Feminism is largely about broadening our opportunities. It broadens our idea of what beauty is, the ways we value ourselves, the professions available to each gender, the acceptable methods of expressing our sexuality, and our concept of what is natural. It is, in so many ways, freeing. However, for many, being a feminist in a world with so many “can’s,” creates what feels like a never-ending strain of “must’s.”
The feminists of previous generations fought hard to create these opportunities, and many women feel guilty if they don’t utilize them. They feel as if they are letting down the cause if they cannot be an amazing mother and a successful professional. This is, obviously, a very unintended and damaging philosophy.
By turning our opportunities into obligations, we are forgetting the real gift of feminism: the right to choose. When we buy into the myth of a Wonder Woman who can do it all, we are forfeiting our ability to accept ourselves.

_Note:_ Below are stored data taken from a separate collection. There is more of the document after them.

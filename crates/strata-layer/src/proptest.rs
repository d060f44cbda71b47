//! Property tests for tuple packing and subspaces.
//!
//! The registry and the knob store lean on these:
//!
//! 1. **Roundtrip**: `unpack(pack(t)) == t`
//! 2. **Group index order**: packed `(group, name)` pairs sort by group, then name
//! 3. **Group ranges**: the range of `(group,)` holds that group's pairs and no others
//! 4. **Optional class order**: a null class sorts before every byte-string class
//! 5. **Id order**: tombstone ids sort numerically once packed
//! 6. **Containment**: a subspace contains and strips its own keys

use proptest::prelude::*;

use crate::Element;
use crate::Subspace;
use crate::Tuple;
use crate::strinc;

// =============================================================================
// Strategies
// =============================================================================

fn arb_leaf() -> impl Strategy<Value = Element> {
    prop_oneof![
        Just(Element::Null),
        "[a-zA-Z0-9_/]{0,16}".prop_map(Element::String),
        prop::collection::vec(any::<u8>(), 0..32).prop_map(Element::Bytes),
        any::<i64>().prop_map(Element::Int),
        any::<bool>().prop_map(Element::Bool),
    ]
}

fn arb_element() -> impl Strategy<Value = Element> {
    arb_leaf().prop_recursive(2, 12, 4, |inner| {
        prop::collection::vec(inner, 0..4).prop_map(|elements| {
            Element::Tuple(elements.into_iter().fold(Tuple::new(), |t, e| t.push(e)))
        })
    })
}

fn arb_tuple() -> impl Strategy<Value = Tuple> {
    prop::collection::vec(arb_element(), 0..5).prop_map(|elements| elements.into_iter().fold(Tuple::new(), Tuple::push))
}

/// Names drawn from a small alphabet that includes the escaped 0x00 and 0xFF
/// bytes, so shared prefixes and escapes come up often.
fn arb_name() -> impl Strategy<Value = Vec<u8>> {
    prop::collection::vec(prop::sample::select(vec![0x00u8, b'a', b'b', 0xFF]), 0..6)
}

fn group_member(group: &[u8], name: &[u8]) -> Vec<u8> {
    Tuple::new().push(group).push(name).pack()
}

// =============================================================================
// Properties
// =============================================================================

proptest! {
    #[test]
    fn prop_roundtrip(tuple in arb_tuple()) {
        let packed = tuple.pack();
        let unpacked = Tuple::unpack(&packed).expect("unpack should succeed");
        prop_assert_eq!(tuple, unpacked);
    }

    #[test]
    fn prop_group_member_ordering(
        group_a in arb_name(),
        name_a in arb_name(),
        group_b in arb_name(),
        name_b in arb_name(),
    ) {
        let expected = (&group_a, &name_a).cmp(&(&group_b, &name_b));
        prop_assert_eq!(group_member(&group_a, &name_a).cmp(&group_member(&group_b, &name_b)), expected);
    }

    #[test]
    fn prop_group_range_holds_only_its_members(group in arb_name(), other in arb_name(), name in arb_name()) {
        let (begin, end) = Tuple::new().push(group.as_slice()).range();
        let member = group_member(&other, &name);
        let inside = begin <= member && member < end;
        prop_assert_eq!(inside, group == other);
    }

    #[test]
    fn prop_optional_class_ordering(
        class_a in proptest::option::of(arb_name()),
        name_a in "[a-z_]{1,8}",
        class_b in proptest::option::of(arb_name()),
        name_b in "[a-z_]{1,8}",
    ) {
        let packed_a = Tuple::new().push(class_a.clone()).push(name_a.as_str()).pack();
        let packed_b = Tuple::new().push(class_b.clone()).push(name_b.as_str()).pack();
        // `Option` orders `None` first, like a packed null.
        prop_assert_eq!(packed_a.cmp(&packed_b), (class_a, name_a).cmp(&(class_b, name_b)));
    }

    #[test]
    fn prop_id_ordering(a in any::<i64>(), b in any::<i64>()) {
        let packed_a = Tuple::new().push(a).pack();
        let packed_b = Tuple::new().push(b).pack();
        prop_assert_eq!(a.cmp(&b), packed_a.cmp(&packed_b));
    }

    #[test]
    fn prop_subspace_contains_own_keys(
        prefix in prop::collection::vec(any::<u8>(), 0..8),
        key in arb_tuple(),
    ) {
        let subspace = Subspace::from_bytes(prefix);
        let packed = subspace.pack(&key);
        prop_assert!(subspace.contains(&packed));
        prop_assert_eq!(subspace.unpack(&packed).expect("unpack should succeed"), key);
    }

    #[test]
    fn prop_strinc_bounds_prefix(
        key in prop::collection::vec(any::<u8>(), 1..8),
        tail in prop::collection::vec(any::<u8>(), 0..8),
    ) {
        if let Some(end) = strinc(&key) {
            let mut extended = key.clone();
            extended.extend_from_slice(&tail);
            prop_assert!(key < end);
            prop_assert!(extended < end);
        }
    }
}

As illustrated in the image above, just being a woman, just being a person is enough of a reason to exclaim. Knowing who you are and what you contribute is enough of a wonder in itself – and you don’t need a cape to do that!
As Debora Spar, Barnard College President and author of Wonder Women: Sex, Power, and the Quest for Perfection, urges, “Give up on the perfection. Nobody’s perfect. It’s a myth. Find what you love; find what you’re good at; find what makes you happy; be good at that; and let some of the other stuff slide.”
In an effort to continue this conversation regarding the relationship between feminism and the drive for perfection, I invite you to listen to Barnard College’s podcast, Dare to Use the F-Word, featuring Debora Spar.
What do you think: Is there a relationship between feminism and the struggle for perfection? Can it even be called feminism while the idea of perfection still persists?